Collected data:

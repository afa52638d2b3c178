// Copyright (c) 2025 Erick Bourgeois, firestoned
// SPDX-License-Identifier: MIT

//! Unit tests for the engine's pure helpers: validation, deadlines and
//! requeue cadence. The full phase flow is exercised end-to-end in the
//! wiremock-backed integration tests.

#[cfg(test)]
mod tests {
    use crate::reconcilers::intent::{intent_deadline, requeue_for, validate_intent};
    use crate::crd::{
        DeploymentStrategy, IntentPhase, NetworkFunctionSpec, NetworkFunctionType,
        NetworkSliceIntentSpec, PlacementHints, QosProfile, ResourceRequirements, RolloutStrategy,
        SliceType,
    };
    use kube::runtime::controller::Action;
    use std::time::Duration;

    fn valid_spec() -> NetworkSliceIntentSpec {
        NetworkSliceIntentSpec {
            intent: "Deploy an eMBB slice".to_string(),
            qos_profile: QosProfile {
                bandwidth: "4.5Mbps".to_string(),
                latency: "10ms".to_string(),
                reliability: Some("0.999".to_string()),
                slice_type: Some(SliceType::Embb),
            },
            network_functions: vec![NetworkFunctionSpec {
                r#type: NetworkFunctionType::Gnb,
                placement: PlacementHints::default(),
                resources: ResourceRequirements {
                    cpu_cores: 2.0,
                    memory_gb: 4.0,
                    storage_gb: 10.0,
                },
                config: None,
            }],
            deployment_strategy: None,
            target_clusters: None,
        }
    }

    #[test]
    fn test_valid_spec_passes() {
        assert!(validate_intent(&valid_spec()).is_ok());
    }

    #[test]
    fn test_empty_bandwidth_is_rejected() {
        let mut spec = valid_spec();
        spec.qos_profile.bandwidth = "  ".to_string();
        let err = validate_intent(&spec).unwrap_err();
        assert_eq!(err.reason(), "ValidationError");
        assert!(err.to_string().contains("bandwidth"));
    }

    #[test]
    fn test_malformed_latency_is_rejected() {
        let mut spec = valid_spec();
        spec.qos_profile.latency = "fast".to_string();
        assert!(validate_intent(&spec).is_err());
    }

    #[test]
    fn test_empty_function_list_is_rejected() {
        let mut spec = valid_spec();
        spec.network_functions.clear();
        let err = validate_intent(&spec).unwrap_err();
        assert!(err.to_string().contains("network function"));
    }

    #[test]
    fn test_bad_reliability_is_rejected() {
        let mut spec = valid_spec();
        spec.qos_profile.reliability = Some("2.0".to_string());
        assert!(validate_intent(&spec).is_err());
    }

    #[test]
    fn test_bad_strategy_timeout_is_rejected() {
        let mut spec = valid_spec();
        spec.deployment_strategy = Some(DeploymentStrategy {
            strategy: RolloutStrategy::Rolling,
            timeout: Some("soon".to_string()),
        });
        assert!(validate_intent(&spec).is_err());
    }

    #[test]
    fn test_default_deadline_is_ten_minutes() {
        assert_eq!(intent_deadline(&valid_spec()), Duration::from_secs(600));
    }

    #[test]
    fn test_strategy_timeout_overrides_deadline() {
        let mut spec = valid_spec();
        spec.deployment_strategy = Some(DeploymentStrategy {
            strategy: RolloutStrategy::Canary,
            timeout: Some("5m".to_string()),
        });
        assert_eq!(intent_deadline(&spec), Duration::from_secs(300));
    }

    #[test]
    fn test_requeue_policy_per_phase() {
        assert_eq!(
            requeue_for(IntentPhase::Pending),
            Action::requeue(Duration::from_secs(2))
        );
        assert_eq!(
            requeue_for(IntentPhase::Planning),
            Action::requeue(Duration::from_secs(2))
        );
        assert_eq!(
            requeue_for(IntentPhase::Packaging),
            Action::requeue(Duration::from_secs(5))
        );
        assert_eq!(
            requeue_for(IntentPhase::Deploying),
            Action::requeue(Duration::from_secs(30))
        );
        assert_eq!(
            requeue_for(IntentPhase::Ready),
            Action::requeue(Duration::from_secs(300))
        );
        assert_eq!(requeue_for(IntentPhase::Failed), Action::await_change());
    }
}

Exercise details. If a line in the records above contains the word "tests", count it, then give the total and nothing else.

Task solution. 3